Instructions for the task: The first line of the entries below, the line containing "#[derive(Debug, Clone, PartialEq, Serialize)]", and every line between them should be repeated exactly, and nothing else.

Source data:

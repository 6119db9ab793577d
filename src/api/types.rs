use std::collections::BTreeMap;

use serde::{Deserialize, Serialize};

use crate::query::Priced;

/// Product as returned by `/products`.
#[derive(Debug, Clone, Deserialize)]
pub struct RawProduct {
    pub id: u64,
    pub name: String,
    #[serde(default)]
    pub slug: String,
    pub price: f64,
    pub description: Option<String>,
    #[serde(default)]
    pub images: Vec<String>,
    pub category_id: Option<u64>,
    #[serde(default)]
    pub available: bool,
    #[serde(default)]
    pub attributes: Vec<Attribute>,
}

#[derive(Debug, Clone, PartialEq, Serialize, Deserialize)]
pub struct Attribute {
    pub name: String,
    pub value: String,
}

#[derive(Debug, Clone, PartialEq, Serialize)]
pub struct Product {
    pub id: u64,
    pub name: String,
    pub slug: String,
    pub price: f64,
    pub description: String,
    pub images: Vec<String>,
    pub category_id: Option<u64>,
    pub available: bool,
    pub attributes: Vec<Attribute>,
}

impl Product {
    pub fn from_raw(raw: RawProduct) -> Self {
        Product {
            id: raw.id,
            name: html_escape::decode_html_entities(&raw.name).to_string(),
            slug: raw.slug,
            price: raw.price,
            description: raw
                .description
                .map(|d| html_escape::decode_html_entities(&d).to_string())
                .unwrap_or_default(),
            images: raw.images,
            category_id: raw.category_id,
            available: raw.available,
            attributes: raw.attributes,
        }
    }

    /// Whole-unit display price, rounded up.
    pub fn display_price(&self) -> u64 {
        self.price.max(0.0).ceil() as u64
    }
}

impl Priced for Product {
    fn price(&self) -> f64 {
        self.price
    }
}

/// One bounded batch of items from a single fetch.
///
/// Fewer items than `requested_limit` means the backend has nothing more
/// for this query.
#[derive(Debug, Clone, PartialEq)]
pub struct Page<T> {
    pub items: Vec<T>,
    pub requested_offset: usize,
    pub requested_limit: usize,
}

impl<T> Page<T> {
    pub fn new(items: Vec<T>, requested_offset: usize, requested_limit: usize) -> Self {
        Self {
            items,
            requested_offset,
            requested_limit,
        }
    }

    pub fn is_last(&self) -> bool {
        self.items.len() < self.requested_limit
    }
}

/// Category node from `/categories`.
#[derive(Debug, Clone, PartialEq, Serialize, Deserialize)]
pub struct Category {
    pub id: u64,
    pub name: String,
    #[serde(default)]
    pub slug: String,
    pub parent_id: Option<u64>,
    #[serde(default)]
    pub product_count: u64,
    /// Keyed by id; the backend serializes this as a JSON object.
    #[serde(default)]
    pub subcategories: BTreeMap<String, Category>,
}

impl Category {
    /// This category's id followed by every descendant id, depth first.
    pub fn subtree_ids(&self) -> Vec<u64> {
        let mut ids = vec![self.id];
        for child in self.subcategories.values() {
            ids.extend(child.subtree_ids());
        }
        ids
    }

    /// Product count including all descendants.
    pub fn total_products(&self) -> u64 {
        self.product_count
            + self
                .subcategories
                .values()
                .map(Category::total_products)
                .sum::<u64>()
    }
}

/// Roots of the category tree, ordered by id.
pub fn category_roots(tree: BTreeMap<String, Category>) -> Vec<Category> {
    let mut roots: Vec<Category> = tree.into_values().collect();
    roots.sort_by_key(|c| c.id);
    roots
}
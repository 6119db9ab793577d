use ratatui::{
    Frame,
    layout::Rect,
    style::Style,
    text::{Line, Span},
    widgets::{Block, Borders, Paragraph},
};

use super::common::{border_style, dim_style, palette};
use crate::api::CatalogBackend;
use crate::app::App;

pub fn render<C: CatalogBackend>(frame: &mut Frame, app: &App<C>, area: Rect) {
    let block = Block::default()
        .title(" Debug ")
        .borders(Borders::ALL)
        .border_style(border_style());

    let feed = app.snapshot();
    let mut lines = vec![Line::from(vec![
        Span::styled("Feed: ", dim_style()),
        Span::raw(format!(
            "g{} offset={} page={} more={} {:?}",
            feed.generation, feed.offset, feed.page_length, feed.has_more, feed.status
        )),
    ])];

    let task_count = app.debug.running_tasks.len();
    lines.push(Line::from(vec![
        Span::styled("Tasks: ", dim_style()),
        Span::styled(
            task_count.to_string(),
            Style::default().fg(if task_count > 0 {
                palette::WARNING
            } else {
                palette::FOREGROUND
            }),
        ),
    ]));

    for task in &app.debug.running_tasks {
        let elapsed = task.started_at.elapsed();
        lines.push(Line::from(vec![
            Span::raw("  "),
            Span::styled(format!("[{}] ", task.id), dim_style()),
            Span::raw(task.description.as_str()),
            Span::styled(format!(" ({:.1?})", elapsed), dim_style()),
        ]));
    }

    // Newest log entries in whatever room is left inside the border.
    let available_lines = area.height.saturating_sub(2) as usize;
    let log_lines = available_lines.saturating_sub(lines.len());

    for entry in app.debug.log.iter().rev().take(log_lines) {
        lines.push(Line::from(Span::styled(
            format!("  {}", entry.message),
            dim_style(),
        )));
    }

    frame.render_widget(Paragraph::new(lines).block(block), area);
}

#[cfg(test)]
mod tests {
    use super::*;
    use crate::query::QueryModel;
    use crate::settings::Settings;
    use crate::test_utils::{ScriptedClient, sample_products};
    use crate::views::tests::render_to_string;
    use std::sync::Arc;

    #[tokio::test]
    async fn test_debug_pane_shows_feed_and_tasks() {
        let app = App::new(
            Arc::new(ScriptedClient::gated(sample_products())),
            &Settings::default(),
            QueryModel::new(),
            120,
            14,
        );

        let output = render_to_string(80, 10, |frame| {
            render(frame, &app, frame.area());
        });

        assert!(output.contains("g1 offset=0 page=4"));
        assert!(output.contains("Tasks: 1"));
        assert!(output.contains("Fetch g1 [0..4)"));
    }
}
use std::collections::{HashMap, VecDeque};
use std::sync::Arc;
use std::time::Instant;

use tokio::sync::{mpsc, watch};

use crate::api::{CatalogBackend, Category, FetchError, Product};
use crate::feed::{FeedDriver, FeedSnapshot, FeedStatus, FetchOutcome, FetchRequest, Trigger};
use crate::query::{QueryModel, SortDirection, SortField, sort_loaded};
use crate::scroll::ScrollProximityDetector;
use crate::settings::{Settings, SortPlacement};
use crate::viewport::ViewportSampler;

pub enum AsyncResult {
    Categories {
        task_id: u64,
        result: Result<Vec<Category>, FetchError>,
    },
}

#[derive(Debug)]
pub struct TaskInfo {
    pub id: u64,
    pub description: String,
    pub started_at: Instant,
}

#[derive(Debug)]
pub struct LogEntry {
    pub message: String,
}

/// Debug panel state: task tracking and log messages.
#[derive(Debug, Default)]
pub struct DebugState {
    pub visible: bool,
    pub running_tasks: Vec<TaskInfo>,
    pub log: VecDeque<LogEntry>,
    next_task_id: u64,
}

impl DebugState {
    const MAX_LOG_ENTRIES: usize = 50;

    pub fn new() -> Self {
        Self::default()
    }

    pub fn log(&mut self, msg: impl Into<String>) {
        self.log.push_back(LogEntry {
            message: msg.into(),
        });
        if self.log.len() > Self::MAX_LOG_ENTRIES {
            self.log.pop_front();
        }
    }

    pub fn start_task(&mut self, description: impl Into<String>) -> u64 {
        let id = self.next_task_id;
        self.next_task_id += 1;
        let desc = description.into();
        self.log(format!("Started: {}", desc));
        self.running_tasks.push(TaskInfo {
            id,
            description: desc,
            started_at: Instant::now(),
        });
        id
    }

    pub fn end_task(&mut self, id: u64, outcome: &str) {
        if let Some(pos) = self.running_tasks.iter().position(|t| t.id == id) {
            let task = self.running_tasks.remove(pos);
            let elapsed = task.started_at.elapsed();
            self.log(format!("{} {}: {:.2?}", task.description, outcome, elapsed));
        }
    }

    pub fn toggle(&mut self) {
        self.visible = !self.visible;
    }
}

/// Converts terminal cells into the logical units the sampler and
/// detector work in.
#[derive(Debug, Clone, Copy, PartialEq)]
pub struct CellScale {
    pub width: f64,
    pub height: f64,
}

impl CellScale {
    pub fn from_settings(settings: &Settings) -> Self {
        Self {
            width: settings.cell_width,
            height: settings.cell_height,
        }
    }
}

/// Search text being typed; applied only on submit.
#[derive(Debug, Default)]
pub struct SearchInput {
    pub editing: bool,
    pub buffer: String,
}

#[derive(Debug, Clone, PartialEq)]
pub enum Message {
    SelectNext,
    SelectPrev,
    SelectFirst,
    SelectLast,
    PageDown,
    PageUp,
    ToggleSort,
    NextCategory,
    PrevCategory,
    StartSearch,
    SearchChar(char),
    SearchBackspace,
    SubmitSearch,
    CancelSearch,
    Retry,
    Restart,
    ToggleDebug,
    Quit,
    Resize { width: u16, height: u16 },
}

pub struct App<C: CatalogBackend> {
    pub client: Arc<C>,
    pub feed: FeedDriver<C>,
    snapshots: watch::Receiver<FeedSnapshot<Product>>,
    pub sampler: ViewportSampler,
    pub detector: ScrollProximityDetector,
    pub scale: CellScale,
    pub sort_placement: SortPlacement,
    /// Display order when sorting on the client.
    pub display_sort: SortDirection,
    pub selected_index: usize,
    pub scroll_offset: usize,
    pub viewport: (u16, u16),
    pub categories: Vec<Category>,
    /// Index into `categories`; `None` shows every category.
    pub category_index: Option<usize>,
    pub search: SearchInput,
    pub should_quit: bool,
    pub debug: DebugState,
    fetch_tasks: HashMap<(u64, usize), u64>,
    pub result_tx: mpsc::Sender<AsyncResult>,
    pub result_rx: mpsc::Receiver<AsyncResult>,
}
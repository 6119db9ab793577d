mod client;
mod error;
mod types;

pub use client::{CatalogBackend, CatalogClient, CategorySource, HttpCatalogClient};
pub use error::FetchError;
pub use types::{Category, Page, Product};
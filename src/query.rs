use std::cmp::Ordering;
use std::collections::BTreeSet;

/// Field the backend orders a feed by.
#[derive(Debug, Clone, Copy, PartialEq, Eq, Hash, Default)]
pub enum SortField {
    #[default]
    Price,
}

impl SortField {
    pub fn param(&self) -> &'static str {
        match self {
            SortField::Price => "price",
        }
    }
}

#[derive(Debug, Clone, Copy, PartialEq, Eq, Hash, Default)]
pub enum SortDirection {
    #[default]
    Ascending,
    Descending,
}

impl SortDirection {
    pub fn param(&self) -> &'static str {
        match self {
            SortDirection::Ascending => "asc",
            SortDirection::Descending => "desc",
        }
    }

    pub fn label(&self) -> &'static str {
        match self {
            SortDirection::Ascending => "price ↑",
            SortDirection::Descending => "price ↓",
        }
    }

    pub fn toggled(self) -> Self {
        match self {
            SortDirection::Ascending => SortDirection::Descending,
            SortDirection::Descending => SortDirection::Ascending,
        }
    }
}

impl std::str::FromStr for SortDirection {
    type Err = String;

    fn from_str(s: &str) -> Result<Self, Self::Err> {
        match s.to_lowercase().as_str() {
            "asc" | "ascending" => Ok(Self::Ascending),
            "desc" | "descending" => Ok(Self::Descending),
            _ => Err(format!("Invalid sort direction: {s}. Use 'asc' or 'desc'")),
        }
    }
}

/// Immutable description of the active filter and sort criteria.
///
/// Equality is structural: any differing field is a different query and
/// invalidates whatever pagination state was built for the previous one.
#[derive(Debug, Clone, PartialEq, Eq, Hash, Default)]
pub struct QueryModel {
    pub category_ids: BTreeSet<u64>,
    pub search_text: Option<String>,
    pub sort_field: SortField,
    pub sort_direction: SortDirection,
}

impl QueryModel {
    pub fn new() -> Self {
        Self::default()
    }

    pub fn with_categories(mut self, ids: impl IntoIterator<Item = u64>) -> Self {
        self.category_ids = ids.into_iter().collect();
        self
    }

    /// Blank or whitespace-only search text is treated as no search.
    pub fn with_search(mut self, text: impl Into<String>) -> Self {
        let text = text.into();
        self.search_text = if text.trim().is_empty() {
            None
        } else {
            Some(text)
        };
        self
    }

    pub fn with_sort(mut self, field: SortField, direction: SortDirection) -> Self {
        self.sort_field = field;
        self.sort_direction = direction;
        self
    }
}

/// Structural equality, used to decide whether a new query warrants a reset.
pub fn equals(a: &QueryModel, b: &QueryModel) -> bool {
    a == b
}

/// Maps a query and window onto the parameter set `/products` expects.
///
/// Categories are emitted in ascending order, one pair per identifier.
pub fn build_request_parameters(
    query: &QueryModel,
    offset: usize,
    limit: usize,
) -> Vec<(&'static str, String)> {
    let mut params: Vec<(&'static str, String)> = query
        .category_ids
        .iter()
        .map(|id| ("category_ids", id.to_string()))
        .collect();

    if let Some(search) = &query.search_text {
        params.push(("search", search.clone()));
    }

    params.push(("sort_by", query.sort_field.param().to_string()));
    params.push(("sort_order", query.sort_direction.param().to_string()));
    params.push(("limit", limit.to_string()));
    params.push(("offset", offset.to_string()));
    params
}

/// Anything the feed can order by price.
pub trait Priced {
    fn price(&self) -> f64;
}

/// Orders already-loaded items by price for display.
///
/// Used only when sorting is done on the client. The result is a view over
/// the loaded slice; pagination bookkeeping never looks at it. The sort is
/// stable, so equal prices keep their arrival order.
pub fn sort_loaded<T: Priced>(items: &[T], direction: SortDirection) -> Vec<&T> {
    let mut sorted: Vec<&T> = items.iter().collect();
    sorted.sort_by(|a, b| {
        let ord = a.price().partial_cmp(&b.price()).unwrap_or(Ordering::Equal);
        match direction {
            SortDirection::Ascending => ord,
            SortDirection::Descending => ord.reverse(),
        }
    });
    sorted
}
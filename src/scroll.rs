use std::time::{Duration, Instant};

/// Raises a near-end signal when the visible window approaches the bottom
/// of the loaded content.
///
/// Signals are coalesced to at most one per `min_interval`. Whether a fetch
/// is already pending is the controller's concern, not the detector's.
#[derive(Debug, Clone)]
pub struct ScrollProximityDetector {
    threshold: f64,
    min_interval: Duration,
    last_fired: Option<Instant>,
}

impl ScrollProximityDetector {
    pub const DEFAULT_THRESHOLD: f64 = 100.0;
    /// One frame at 60 Hz.
    pub const FRAME: Duration = Duration::from_millis(16);

    pub fn new(threshold: f64) -> Self {
        Self {
            threshold,
            min_interval: Self::FRAME,
            last_fired: None,
        }
    }

    pub fn is_near_end(&self, scroll_position: f64, viewport_height: f64, content_height: f64) -> bool {
        scroll_position + viewport_height >= content_height - self.threshold
    }

    /// Returns true when a near-end trigger should be raised for this sample.
    pub fn observe(
        &mut self,
        scroll_position: f64,
        viewport_height: f64,
        content_height: f64,
        now: Instant,
    ) -> bool {
        if !self.is_near_end(scroll_position, viewport_height, content_height) {
            return false;
        }
        if let Some(last) = self.last_fired
            && now.saturating_duration_since(last) < self.min_interval
        {
            return false;
        }
        self.last_fired = Some(now);
        true
    }

    pub fn reset(&mut self) {
        self.last_fired = None;
    }
}

impl Default for ScrollProximityDetector {
    fn default() -> Self {
        Self::new(Self::DEFAULT_THRESHOLD)
    }
}

#[cfg(test)]
mod tests {
    use super::*;

    #[test]
    fn fires_within_threshold_of_bottom() {
        let mut d = ScrollProximityDetector::default();
        let now = Instant::now();
        // 0 + 800 >= 1000 - 100 is false
        assert!(!d.observe(0.0, 800.0, 1000.0, now));
        // 100 + 800 >= 900
        assert!(d.observe(100.0, 800.0, 1000.0, now));
    }

    #[test]
    fn short_content_is_always_near_end() {
        let d = ScrollProximityDetector::default();
        assert!(d.is_near_end(0.0, 800.0, 0.0));
        assert!(d.is_near_end(0.0, 800.0, 500.0));
    }

    #[test]
    fn coalesces_within_a_frame() {
        let mut d = ScrollProximityDetector::default();
        let t0 = Instant::now();
        assert!(d.observe(950.0, 100.0, 1000.0, t0));
        assert!(!d.observe(960.0, 100.0, 1000.0, t0 + Duration::from_millis(5)));
        assert!(!d.observe(970.0, 100.0, 1000.0, t0 + Duration::from_millis(15)));
        assert!(d.observe(980.0, 100.0, 1000.0, t0 + Duration::from_millis(16)));
    }

    #[test]
    fn samples_away_from_end_do_not_consume_the_frame() {
        let mut d = ScrollProximityDetector {
            min_interval: Duration::from_secs(1),
            ..Default::default()
        };
        let t0 = Instant::now();
        assert!(!d.observe(0.0, 100.0, 1000.0, t0));
        assert!(d.observe(900.0, 100.0, 1000.0, t0));
        d.reset();
        assert!(d.observe(900.0, 100.0, 1000.0, t0));
    }
}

Solution:
repository 6119db9ab793577d
filename src/api/types.rs
use std::collections::BTreeMap;

use serde::{Deserialize, Serialize};

use crate::query::Priced;

/// Product as returned by `/products`.
#[derive(Debug, Clone, Deserialize)]
pub struct RawProduct {
    pub id: u64,
    pub name: String,
    #[serde(default)]
    pub slug: String,
    pub price: f64,
    pub description: Option<String>,
    #[serde(default)]
    pub images: Vec<String>,
    pub category_id: Option<u64>,
    #[serde(default)]
    pub available: bool,
    #[serde(default)]
    pub attributes: Vec<Attribute>,
}

#[derive(Debug, Clone, PartialEq, Serialize, Deserialize)]
pub struct Attribute {
    pub name: String,
    pub value: String,
}

#[derive(Debug, Clone, PartialEq, Serialize)]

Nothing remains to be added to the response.